■ **What this task involves**
Scan the data below for the string "ModelFeatures". Show every line where it turns up.

■ **Recorded information**
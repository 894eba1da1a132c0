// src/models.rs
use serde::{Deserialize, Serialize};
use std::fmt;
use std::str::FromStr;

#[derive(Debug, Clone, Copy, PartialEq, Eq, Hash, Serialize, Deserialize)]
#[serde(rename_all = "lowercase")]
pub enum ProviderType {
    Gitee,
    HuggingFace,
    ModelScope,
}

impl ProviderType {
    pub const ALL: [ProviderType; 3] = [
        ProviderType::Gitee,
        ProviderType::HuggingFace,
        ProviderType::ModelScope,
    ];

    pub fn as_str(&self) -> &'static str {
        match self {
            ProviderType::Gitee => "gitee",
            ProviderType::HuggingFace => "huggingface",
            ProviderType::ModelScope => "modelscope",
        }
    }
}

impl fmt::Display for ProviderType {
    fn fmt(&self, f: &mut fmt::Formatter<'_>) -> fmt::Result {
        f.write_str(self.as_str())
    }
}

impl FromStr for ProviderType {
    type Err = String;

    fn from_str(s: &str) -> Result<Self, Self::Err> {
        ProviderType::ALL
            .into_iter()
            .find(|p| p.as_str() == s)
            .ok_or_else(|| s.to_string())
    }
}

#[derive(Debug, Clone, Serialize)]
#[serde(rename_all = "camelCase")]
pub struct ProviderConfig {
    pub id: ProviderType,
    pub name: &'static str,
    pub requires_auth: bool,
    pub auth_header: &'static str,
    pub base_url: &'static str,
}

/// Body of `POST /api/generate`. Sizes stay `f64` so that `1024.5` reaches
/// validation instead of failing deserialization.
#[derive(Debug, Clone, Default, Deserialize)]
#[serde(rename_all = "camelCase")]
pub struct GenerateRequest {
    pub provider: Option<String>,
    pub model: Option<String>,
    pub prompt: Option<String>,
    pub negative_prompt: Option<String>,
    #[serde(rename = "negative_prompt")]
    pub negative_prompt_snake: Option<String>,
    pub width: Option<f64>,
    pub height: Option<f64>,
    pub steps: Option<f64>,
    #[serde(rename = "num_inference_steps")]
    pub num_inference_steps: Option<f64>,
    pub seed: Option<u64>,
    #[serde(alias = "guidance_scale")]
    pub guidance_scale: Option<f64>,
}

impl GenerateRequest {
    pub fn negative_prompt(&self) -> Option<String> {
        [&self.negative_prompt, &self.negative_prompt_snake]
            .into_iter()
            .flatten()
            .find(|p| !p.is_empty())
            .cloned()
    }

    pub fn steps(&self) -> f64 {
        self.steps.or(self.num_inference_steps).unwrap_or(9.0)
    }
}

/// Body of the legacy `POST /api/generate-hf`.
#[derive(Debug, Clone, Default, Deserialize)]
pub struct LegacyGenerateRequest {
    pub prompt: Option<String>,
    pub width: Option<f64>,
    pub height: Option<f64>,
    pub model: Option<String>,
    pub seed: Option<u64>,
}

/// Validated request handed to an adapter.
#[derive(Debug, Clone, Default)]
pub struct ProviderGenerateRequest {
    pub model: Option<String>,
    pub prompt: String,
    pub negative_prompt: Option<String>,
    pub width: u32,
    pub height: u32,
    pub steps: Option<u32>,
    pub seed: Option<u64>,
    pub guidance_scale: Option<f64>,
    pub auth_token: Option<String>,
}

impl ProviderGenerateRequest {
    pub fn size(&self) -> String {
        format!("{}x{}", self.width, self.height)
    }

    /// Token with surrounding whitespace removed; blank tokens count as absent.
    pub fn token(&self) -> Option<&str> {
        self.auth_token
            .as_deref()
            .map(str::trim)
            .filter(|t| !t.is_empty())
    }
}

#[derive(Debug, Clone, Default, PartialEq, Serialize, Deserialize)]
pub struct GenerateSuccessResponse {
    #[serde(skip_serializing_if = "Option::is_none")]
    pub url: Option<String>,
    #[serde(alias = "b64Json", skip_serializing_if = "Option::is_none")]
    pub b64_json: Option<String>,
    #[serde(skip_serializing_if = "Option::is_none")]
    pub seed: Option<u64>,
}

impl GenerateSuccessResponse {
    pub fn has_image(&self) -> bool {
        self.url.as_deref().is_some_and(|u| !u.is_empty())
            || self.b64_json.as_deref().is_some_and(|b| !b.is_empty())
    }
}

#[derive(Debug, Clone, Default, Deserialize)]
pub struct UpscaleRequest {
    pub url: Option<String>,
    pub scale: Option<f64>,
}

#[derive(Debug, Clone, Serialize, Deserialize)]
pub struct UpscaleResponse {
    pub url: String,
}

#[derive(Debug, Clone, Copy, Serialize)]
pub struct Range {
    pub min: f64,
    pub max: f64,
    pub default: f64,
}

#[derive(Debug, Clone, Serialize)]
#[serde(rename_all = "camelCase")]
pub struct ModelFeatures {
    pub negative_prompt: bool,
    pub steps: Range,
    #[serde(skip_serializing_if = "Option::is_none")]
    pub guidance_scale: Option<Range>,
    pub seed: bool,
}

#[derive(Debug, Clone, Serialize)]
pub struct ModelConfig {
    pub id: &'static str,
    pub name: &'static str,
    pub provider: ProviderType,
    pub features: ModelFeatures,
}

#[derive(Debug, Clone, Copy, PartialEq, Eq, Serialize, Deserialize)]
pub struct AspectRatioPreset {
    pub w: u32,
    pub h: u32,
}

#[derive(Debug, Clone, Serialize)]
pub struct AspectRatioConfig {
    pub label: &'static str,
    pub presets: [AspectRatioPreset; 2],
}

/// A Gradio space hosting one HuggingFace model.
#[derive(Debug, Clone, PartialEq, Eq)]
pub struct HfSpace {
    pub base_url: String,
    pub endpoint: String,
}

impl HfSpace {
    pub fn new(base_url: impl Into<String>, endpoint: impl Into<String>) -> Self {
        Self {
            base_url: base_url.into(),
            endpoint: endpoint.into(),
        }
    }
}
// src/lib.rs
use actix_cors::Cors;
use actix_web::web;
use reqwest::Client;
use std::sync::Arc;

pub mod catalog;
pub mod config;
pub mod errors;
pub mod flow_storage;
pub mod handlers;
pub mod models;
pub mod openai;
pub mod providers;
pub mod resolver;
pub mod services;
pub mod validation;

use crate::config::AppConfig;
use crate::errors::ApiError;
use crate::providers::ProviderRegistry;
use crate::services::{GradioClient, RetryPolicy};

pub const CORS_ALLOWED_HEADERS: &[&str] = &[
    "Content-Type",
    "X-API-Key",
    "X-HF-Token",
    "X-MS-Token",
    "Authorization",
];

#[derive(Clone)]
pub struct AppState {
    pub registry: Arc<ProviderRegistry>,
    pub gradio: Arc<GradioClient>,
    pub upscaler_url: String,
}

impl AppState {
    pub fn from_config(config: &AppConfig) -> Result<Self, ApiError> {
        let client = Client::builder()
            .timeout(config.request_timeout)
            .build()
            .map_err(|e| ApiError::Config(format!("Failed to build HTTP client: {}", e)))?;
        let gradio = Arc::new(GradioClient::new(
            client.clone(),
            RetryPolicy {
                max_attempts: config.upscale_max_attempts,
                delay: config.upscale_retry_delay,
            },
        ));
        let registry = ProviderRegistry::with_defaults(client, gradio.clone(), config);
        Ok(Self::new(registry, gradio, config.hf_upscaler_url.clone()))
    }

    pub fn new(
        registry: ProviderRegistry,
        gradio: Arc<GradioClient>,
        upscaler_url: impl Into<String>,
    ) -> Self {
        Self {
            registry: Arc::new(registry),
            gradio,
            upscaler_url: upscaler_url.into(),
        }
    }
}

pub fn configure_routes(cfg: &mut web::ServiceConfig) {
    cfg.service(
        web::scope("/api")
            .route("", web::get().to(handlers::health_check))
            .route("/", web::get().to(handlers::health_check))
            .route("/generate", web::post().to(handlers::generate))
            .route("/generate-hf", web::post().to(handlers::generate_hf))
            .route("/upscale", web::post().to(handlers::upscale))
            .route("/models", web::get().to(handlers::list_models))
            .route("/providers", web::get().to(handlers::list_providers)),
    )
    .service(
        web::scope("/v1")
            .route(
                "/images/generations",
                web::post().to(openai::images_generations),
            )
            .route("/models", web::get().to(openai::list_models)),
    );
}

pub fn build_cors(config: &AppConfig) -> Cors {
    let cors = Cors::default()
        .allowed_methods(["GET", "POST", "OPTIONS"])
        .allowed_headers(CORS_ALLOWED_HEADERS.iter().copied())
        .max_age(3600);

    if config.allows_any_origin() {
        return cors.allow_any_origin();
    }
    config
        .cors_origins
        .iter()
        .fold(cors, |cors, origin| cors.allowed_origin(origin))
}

■ **Exercise response**
pub struct ModelFeatures {
    pub features: ModelFeatures,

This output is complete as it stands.